**WHAT YOU NEED TO DO**
Below are entries. Reproduce exactly the lines between the line holding "pub const DEGREES_PER_HOUR: f64 = 30.0;" and the line holding "pub const ISO8601_FORMAT: &str", inclusive, and only those.

(Dataset items)
BEGIN

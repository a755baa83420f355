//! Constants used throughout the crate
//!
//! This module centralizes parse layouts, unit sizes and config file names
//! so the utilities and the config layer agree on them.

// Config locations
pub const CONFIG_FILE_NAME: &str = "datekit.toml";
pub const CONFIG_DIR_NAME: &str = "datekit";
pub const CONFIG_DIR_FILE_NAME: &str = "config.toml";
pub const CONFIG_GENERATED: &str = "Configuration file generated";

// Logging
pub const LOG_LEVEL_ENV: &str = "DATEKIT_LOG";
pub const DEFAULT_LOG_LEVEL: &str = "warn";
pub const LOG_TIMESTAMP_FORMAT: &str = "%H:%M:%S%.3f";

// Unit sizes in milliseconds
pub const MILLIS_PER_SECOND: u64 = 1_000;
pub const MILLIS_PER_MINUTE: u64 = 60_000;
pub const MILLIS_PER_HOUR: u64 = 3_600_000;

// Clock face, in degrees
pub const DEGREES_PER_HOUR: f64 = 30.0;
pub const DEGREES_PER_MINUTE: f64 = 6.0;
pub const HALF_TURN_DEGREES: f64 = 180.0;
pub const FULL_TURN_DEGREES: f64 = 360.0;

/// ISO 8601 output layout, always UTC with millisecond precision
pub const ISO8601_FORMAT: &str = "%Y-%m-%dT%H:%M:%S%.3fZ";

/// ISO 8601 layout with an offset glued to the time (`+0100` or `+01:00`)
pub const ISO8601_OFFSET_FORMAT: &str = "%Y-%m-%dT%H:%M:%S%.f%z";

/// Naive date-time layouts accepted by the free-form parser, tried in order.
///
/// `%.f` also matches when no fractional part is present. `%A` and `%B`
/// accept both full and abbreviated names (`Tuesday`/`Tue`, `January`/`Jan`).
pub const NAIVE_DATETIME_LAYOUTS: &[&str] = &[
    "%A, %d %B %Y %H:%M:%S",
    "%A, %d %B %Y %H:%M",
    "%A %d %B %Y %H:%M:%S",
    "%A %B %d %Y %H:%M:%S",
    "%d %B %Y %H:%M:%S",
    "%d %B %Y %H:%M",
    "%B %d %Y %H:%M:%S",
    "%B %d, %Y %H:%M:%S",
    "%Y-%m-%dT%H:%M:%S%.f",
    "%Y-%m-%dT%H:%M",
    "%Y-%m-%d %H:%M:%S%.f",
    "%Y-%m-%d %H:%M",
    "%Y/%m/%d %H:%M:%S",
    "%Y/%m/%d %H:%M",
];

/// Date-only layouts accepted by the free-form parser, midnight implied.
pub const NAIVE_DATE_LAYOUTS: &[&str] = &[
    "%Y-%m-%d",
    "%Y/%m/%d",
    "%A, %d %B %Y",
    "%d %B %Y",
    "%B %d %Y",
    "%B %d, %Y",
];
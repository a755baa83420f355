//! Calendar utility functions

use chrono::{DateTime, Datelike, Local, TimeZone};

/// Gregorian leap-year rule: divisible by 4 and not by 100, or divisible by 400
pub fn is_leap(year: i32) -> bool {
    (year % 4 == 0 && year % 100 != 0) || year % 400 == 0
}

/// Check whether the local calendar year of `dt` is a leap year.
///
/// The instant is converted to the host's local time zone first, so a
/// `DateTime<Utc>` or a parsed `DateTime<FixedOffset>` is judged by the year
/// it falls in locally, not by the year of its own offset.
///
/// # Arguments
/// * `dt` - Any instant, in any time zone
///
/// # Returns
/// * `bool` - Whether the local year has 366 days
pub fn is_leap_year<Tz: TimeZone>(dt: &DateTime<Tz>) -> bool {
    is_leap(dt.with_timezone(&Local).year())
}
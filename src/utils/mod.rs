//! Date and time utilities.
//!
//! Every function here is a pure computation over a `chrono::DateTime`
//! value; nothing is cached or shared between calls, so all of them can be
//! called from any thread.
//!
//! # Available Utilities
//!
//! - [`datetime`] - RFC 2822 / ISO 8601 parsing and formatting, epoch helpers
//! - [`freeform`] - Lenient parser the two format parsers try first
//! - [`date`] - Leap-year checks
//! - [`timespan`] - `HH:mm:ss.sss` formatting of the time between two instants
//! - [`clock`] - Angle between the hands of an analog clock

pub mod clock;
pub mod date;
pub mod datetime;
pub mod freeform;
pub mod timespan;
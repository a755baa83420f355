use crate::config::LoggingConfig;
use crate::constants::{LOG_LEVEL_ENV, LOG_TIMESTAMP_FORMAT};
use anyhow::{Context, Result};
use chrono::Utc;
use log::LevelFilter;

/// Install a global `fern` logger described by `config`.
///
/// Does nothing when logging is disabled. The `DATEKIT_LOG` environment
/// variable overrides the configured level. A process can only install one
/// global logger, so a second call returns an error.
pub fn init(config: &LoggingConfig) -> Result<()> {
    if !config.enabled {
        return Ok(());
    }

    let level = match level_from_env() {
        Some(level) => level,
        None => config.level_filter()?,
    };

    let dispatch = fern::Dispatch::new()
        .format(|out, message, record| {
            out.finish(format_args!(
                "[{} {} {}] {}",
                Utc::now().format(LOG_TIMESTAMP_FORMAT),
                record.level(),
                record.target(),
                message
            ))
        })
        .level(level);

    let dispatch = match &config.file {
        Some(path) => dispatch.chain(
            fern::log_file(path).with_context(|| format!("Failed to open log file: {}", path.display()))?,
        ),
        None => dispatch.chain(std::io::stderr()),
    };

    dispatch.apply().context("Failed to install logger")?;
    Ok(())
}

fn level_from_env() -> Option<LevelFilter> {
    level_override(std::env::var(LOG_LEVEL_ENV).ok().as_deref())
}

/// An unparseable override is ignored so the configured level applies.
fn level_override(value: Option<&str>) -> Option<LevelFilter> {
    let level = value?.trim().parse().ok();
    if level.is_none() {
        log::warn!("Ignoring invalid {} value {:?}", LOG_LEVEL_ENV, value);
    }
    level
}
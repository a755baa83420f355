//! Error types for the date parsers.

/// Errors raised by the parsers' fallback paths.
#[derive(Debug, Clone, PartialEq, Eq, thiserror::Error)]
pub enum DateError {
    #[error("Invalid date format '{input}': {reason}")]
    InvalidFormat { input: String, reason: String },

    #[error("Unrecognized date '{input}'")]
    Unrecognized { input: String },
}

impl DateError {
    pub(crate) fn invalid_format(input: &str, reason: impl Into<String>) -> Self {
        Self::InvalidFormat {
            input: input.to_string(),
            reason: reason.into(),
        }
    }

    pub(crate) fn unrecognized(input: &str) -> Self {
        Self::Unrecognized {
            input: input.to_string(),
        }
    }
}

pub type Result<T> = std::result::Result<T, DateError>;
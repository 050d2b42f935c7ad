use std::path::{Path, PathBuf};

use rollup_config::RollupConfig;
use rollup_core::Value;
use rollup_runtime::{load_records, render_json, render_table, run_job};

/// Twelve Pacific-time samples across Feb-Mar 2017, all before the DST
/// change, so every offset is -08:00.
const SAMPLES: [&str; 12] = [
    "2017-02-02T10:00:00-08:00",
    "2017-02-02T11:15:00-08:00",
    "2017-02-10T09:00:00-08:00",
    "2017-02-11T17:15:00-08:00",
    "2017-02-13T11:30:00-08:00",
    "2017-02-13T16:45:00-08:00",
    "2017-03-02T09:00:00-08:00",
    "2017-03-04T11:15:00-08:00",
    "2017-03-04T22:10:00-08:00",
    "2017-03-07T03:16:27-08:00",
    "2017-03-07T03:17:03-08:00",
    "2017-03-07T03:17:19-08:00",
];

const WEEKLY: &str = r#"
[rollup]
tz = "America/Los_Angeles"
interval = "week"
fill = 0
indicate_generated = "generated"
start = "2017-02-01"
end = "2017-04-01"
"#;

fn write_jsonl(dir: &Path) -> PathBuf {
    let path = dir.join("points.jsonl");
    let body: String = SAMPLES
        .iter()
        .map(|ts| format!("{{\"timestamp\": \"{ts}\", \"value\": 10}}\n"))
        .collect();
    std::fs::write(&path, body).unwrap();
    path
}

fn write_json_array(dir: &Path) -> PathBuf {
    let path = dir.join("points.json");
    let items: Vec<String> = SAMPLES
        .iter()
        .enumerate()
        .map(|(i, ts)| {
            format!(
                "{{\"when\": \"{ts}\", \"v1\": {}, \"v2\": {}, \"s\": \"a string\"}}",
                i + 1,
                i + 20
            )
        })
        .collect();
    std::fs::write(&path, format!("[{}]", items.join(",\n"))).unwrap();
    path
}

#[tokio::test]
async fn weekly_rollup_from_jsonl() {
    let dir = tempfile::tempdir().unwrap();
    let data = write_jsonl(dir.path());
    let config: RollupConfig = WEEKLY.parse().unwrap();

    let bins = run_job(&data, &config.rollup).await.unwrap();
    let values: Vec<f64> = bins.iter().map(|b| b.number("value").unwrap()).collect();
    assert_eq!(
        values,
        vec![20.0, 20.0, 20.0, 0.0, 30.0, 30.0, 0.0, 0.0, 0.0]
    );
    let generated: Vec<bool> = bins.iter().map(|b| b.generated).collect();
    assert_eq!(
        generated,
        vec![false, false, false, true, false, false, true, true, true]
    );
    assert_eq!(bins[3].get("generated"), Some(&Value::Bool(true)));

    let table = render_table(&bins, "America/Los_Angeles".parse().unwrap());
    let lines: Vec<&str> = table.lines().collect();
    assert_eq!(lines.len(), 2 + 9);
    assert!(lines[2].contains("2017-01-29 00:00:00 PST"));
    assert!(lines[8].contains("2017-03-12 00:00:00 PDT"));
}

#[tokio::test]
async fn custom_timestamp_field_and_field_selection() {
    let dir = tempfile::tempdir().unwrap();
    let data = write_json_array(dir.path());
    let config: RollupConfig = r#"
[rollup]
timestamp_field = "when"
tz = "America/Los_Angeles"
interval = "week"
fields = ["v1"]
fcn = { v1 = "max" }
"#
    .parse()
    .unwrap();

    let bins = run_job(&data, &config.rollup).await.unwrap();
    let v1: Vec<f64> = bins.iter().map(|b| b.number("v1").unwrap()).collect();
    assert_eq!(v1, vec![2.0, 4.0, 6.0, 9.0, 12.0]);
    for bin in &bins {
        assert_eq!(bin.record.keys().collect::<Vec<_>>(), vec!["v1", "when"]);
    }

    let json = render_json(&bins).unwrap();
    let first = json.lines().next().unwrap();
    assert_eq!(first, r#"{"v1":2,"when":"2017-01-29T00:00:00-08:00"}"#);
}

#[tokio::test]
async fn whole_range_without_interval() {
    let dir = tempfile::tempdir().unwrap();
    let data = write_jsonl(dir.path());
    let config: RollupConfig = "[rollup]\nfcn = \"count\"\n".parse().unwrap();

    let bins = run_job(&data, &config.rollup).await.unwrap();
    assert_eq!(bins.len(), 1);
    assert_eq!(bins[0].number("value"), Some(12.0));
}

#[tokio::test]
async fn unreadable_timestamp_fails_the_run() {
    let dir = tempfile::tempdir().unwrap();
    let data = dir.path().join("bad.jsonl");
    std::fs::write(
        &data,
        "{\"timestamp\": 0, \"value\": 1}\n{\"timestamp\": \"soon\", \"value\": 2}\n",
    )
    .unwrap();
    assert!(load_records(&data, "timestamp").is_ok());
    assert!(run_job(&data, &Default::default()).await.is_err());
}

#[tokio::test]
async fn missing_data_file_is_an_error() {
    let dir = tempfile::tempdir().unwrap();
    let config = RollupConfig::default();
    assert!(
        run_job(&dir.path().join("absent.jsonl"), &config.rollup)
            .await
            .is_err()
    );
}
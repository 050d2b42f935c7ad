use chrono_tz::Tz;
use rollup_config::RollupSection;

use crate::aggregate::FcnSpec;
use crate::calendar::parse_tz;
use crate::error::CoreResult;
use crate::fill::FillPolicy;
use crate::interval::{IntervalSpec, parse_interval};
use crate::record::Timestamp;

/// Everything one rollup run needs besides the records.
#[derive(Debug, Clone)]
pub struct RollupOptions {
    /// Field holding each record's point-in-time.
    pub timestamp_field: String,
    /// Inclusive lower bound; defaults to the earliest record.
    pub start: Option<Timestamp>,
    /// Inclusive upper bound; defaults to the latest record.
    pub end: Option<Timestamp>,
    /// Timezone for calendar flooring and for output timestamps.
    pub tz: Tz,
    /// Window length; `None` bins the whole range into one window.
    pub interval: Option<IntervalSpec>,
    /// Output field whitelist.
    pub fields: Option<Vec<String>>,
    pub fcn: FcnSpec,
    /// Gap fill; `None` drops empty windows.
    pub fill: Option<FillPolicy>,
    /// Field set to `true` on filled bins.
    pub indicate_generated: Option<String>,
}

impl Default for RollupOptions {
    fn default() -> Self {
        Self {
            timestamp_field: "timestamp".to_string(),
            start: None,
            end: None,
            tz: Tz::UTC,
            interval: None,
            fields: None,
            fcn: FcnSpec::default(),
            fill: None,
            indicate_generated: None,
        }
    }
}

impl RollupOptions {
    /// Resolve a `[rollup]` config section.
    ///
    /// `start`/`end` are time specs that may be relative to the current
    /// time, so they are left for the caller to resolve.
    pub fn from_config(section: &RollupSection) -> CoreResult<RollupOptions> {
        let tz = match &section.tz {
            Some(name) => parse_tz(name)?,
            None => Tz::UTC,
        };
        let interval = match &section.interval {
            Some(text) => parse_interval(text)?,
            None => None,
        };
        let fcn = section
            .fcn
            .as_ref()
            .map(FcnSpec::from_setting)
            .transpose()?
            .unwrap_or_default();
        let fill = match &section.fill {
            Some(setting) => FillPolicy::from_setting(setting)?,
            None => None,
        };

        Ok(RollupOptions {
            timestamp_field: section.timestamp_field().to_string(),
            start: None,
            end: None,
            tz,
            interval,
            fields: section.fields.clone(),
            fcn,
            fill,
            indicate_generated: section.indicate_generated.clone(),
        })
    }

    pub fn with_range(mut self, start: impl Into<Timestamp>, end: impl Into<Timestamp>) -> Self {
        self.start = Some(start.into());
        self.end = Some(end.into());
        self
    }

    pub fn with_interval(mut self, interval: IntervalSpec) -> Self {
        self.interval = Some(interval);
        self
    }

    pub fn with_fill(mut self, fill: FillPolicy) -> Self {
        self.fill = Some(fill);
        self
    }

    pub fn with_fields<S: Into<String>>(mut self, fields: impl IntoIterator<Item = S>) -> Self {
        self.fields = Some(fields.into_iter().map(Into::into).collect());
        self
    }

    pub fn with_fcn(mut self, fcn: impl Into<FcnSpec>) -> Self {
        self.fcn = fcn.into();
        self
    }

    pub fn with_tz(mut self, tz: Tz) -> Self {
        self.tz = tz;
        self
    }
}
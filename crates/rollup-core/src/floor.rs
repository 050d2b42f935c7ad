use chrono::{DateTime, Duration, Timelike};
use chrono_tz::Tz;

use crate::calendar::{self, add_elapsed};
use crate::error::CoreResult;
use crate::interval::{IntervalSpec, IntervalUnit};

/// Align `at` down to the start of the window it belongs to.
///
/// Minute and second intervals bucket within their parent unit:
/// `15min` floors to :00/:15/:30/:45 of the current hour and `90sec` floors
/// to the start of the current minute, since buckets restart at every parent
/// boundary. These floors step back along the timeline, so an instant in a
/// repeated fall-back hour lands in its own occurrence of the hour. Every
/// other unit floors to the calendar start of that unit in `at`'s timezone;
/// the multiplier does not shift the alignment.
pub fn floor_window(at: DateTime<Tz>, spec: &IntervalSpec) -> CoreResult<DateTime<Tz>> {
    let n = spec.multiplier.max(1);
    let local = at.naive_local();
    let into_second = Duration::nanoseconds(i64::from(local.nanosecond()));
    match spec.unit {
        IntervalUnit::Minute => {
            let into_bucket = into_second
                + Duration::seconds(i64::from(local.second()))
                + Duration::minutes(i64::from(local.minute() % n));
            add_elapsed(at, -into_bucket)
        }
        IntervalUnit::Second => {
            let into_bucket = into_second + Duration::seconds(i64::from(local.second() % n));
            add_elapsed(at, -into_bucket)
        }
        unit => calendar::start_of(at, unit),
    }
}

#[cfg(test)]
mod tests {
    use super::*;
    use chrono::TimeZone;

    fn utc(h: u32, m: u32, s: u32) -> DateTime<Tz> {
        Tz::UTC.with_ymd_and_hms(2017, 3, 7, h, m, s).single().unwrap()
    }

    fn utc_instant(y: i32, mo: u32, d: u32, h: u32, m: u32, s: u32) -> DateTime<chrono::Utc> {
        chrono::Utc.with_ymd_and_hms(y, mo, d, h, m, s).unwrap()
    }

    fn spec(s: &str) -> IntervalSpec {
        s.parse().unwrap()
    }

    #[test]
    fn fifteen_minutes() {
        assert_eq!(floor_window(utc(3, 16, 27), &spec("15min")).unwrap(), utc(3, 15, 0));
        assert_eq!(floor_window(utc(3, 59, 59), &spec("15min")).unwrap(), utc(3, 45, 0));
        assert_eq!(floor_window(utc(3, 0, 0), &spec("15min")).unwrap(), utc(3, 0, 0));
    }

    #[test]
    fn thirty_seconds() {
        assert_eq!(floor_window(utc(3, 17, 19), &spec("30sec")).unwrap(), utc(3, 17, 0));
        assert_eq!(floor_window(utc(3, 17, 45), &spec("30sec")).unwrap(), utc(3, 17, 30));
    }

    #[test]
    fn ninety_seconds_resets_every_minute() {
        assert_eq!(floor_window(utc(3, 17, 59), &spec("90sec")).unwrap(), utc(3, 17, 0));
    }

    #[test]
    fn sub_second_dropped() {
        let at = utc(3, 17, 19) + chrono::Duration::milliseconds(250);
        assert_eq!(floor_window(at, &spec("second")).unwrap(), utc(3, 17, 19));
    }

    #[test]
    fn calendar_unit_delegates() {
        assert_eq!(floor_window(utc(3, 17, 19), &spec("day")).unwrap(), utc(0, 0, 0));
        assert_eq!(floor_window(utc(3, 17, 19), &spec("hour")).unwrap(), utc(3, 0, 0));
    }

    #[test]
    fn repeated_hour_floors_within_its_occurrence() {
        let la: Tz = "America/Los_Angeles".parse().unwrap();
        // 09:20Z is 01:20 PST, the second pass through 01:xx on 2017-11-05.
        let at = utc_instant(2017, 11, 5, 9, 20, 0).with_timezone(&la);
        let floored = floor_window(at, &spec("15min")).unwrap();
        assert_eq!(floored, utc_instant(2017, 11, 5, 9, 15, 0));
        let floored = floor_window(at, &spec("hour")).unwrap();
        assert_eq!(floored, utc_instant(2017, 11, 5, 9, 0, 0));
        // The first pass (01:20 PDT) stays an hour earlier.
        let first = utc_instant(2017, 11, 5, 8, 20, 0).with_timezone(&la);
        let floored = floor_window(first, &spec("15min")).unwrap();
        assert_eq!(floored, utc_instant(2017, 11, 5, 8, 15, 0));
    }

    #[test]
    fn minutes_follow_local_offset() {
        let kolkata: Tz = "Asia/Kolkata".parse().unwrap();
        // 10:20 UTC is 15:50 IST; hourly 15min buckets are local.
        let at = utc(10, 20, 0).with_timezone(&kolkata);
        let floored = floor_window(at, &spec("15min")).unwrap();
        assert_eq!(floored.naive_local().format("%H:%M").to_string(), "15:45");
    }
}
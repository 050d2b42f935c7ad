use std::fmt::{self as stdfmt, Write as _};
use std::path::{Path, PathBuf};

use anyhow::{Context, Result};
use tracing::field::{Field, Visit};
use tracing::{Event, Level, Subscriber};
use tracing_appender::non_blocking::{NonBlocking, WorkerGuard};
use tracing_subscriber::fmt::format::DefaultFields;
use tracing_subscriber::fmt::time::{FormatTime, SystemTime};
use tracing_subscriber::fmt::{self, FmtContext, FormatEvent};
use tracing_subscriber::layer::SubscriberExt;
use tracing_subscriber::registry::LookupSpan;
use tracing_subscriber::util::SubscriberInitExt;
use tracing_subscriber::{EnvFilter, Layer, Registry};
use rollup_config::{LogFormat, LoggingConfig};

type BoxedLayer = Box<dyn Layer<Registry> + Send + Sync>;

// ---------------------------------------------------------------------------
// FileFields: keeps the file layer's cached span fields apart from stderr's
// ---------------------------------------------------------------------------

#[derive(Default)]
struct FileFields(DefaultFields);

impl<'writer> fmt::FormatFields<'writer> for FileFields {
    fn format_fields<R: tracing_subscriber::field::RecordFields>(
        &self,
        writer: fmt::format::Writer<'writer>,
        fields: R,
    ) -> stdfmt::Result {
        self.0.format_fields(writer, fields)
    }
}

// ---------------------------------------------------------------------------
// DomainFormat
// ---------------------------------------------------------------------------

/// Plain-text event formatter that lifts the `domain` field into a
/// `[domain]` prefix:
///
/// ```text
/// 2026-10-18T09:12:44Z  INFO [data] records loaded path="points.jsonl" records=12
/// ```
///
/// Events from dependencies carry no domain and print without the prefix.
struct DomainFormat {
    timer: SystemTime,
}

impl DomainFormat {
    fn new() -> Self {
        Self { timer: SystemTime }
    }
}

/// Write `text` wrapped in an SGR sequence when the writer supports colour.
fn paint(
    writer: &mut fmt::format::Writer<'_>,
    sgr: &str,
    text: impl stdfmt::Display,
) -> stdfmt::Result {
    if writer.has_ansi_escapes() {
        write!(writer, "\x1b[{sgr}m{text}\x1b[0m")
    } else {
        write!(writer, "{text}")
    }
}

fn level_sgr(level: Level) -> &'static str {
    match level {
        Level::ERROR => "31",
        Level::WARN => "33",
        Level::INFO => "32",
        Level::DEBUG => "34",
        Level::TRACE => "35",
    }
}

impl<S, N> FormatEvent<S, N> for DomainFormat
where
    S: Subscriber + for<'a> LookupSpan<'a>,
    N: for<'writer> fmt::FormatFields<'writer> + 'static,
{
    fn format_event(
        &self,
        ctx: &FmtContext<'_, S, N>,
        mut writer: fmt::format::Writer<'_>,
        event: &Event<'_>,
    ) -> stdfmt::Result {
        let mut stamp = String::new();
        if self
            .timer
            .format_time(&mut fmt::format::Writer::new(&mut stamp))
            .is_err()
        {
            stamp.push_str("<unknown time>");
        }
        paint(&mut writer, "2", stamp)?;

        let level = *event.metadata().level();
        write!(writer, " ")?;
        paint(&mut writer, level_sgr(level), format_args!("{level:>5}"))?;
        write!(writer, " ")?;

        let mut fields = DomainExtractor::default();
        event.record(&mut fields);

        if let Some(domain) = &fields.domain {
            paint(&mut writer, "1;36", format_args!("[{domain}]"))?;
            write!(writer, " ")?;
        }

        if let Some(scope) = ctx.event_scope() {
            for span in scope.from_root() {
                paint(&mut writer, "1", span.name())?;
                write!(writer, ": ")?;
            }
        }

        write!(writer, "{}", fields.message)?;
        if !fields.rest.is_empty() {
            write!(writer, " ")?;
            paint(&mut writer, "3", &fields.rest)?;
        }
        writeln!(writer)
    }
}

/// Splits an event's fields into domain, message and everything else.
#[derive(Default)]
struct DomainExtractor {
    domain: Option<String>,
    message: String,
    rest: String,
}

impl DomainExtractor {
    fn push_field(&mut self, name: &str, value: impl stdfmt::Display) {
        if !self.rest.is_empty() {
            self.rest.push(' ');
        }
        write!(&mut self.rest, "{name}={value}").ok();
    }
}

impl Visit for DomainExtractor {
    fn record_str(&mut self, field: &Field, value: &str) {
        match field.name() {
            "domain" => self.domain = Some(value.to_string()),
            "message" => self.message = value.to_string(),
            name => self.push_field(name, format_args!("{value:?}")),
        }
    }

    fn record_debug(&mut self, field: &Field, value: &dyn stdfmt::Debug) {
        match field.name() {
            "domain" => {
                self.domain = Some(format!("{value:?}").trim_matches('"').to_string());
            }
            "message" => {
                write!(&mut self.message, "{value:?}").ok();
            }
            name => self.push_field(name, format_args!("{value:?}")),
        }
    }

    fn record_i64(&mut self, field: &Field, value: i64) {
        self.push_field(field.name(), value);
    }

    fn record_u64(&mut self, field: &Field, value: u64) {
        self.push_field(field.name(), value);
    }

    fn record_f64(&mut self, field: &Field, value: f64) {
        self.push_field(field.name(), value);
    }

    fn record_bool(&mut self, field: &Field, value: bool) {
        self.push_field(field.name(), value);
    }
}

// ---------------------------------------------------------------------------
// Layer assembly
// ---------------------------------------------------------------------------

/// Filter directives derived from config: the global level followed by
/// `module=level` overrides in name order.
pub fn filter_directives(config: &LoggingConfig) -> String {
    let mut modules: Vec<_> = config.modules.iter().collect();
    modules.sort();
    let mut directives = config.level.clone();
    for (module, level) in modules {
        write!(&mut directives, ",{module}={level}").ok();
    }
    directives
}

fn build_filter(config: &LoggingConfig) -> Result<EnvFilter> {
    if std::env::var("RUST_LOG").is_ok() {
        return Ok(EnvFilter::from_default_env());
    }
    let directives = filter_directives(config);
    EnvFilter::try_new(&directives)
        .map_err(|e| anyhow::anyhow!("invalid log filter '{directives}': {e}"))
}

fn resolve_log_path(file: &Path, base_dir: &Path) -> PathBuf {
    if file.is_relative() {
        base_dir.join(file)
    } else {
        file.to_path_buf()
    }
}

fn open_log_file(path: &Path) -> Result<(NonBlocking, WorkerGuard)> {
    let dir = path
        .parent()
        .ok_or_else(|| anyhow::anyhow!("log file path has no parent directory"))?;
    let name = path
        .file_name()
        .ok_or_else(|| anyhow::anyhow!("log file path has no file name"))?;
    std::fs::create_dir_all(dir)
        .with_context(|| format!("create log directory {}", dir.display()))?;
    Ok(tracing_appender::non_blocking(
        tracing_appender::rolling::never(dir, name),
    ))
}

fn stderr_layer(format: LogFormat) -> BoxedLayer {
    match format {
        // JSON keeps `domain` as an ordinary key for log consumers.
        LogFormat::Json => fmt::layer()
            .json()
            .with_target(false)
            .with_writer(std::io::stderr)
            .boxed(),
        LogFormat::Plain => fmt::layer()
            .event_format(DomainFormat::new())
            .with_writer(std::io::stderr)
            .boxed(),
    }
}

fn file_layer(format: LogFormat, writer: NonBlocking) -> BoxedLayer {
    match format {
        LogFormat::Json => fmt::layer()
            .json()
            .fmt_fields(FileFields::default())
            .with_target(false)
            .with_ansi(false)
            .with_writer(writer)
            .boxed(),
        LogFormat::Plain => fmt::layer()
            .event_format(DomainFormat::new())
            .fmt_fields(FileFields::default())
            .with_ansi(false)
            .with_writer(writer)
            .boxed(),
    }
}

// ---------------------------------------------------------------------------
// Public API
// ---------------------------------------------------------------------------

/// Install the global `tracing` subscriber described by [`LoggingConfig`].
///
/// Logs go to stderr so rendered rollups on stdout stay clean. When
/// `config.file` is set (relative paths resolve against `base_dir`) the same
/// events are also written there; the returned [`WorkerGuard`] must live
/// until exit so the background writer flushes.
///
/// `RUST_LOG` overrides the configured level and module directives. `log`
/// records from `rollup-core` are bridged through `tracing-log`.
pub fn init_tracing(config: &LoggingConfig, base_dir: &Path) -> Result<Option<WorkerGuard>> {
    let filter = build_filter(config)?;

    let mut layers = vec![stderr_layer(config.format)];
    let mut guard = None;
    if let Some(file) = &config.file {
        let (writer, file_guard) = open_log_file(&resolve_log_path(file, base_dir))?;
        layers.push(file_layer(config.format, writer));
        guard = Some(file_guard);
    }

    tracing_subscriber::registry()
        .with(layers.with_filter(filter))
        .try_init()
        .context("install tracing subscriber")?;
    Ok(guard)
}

END

**YOUR SOLUTION**
pub const DEGREES_PER_HOUR: f64 = 30.0;
pub const DEGREES_PER_MINUTE: f64 = 6.0;
pub const HALF_TURN_DEGREES: f64 = 180.0;
pub const FULL_TURN_DEGREES: f64 = 360.0;

/// ISO 8601 output layout, always UTC with millisecond precision
pub const ISO8601_FORMAT: &str = "%Y-%m-%dT%H:%M:%S%.3fZ";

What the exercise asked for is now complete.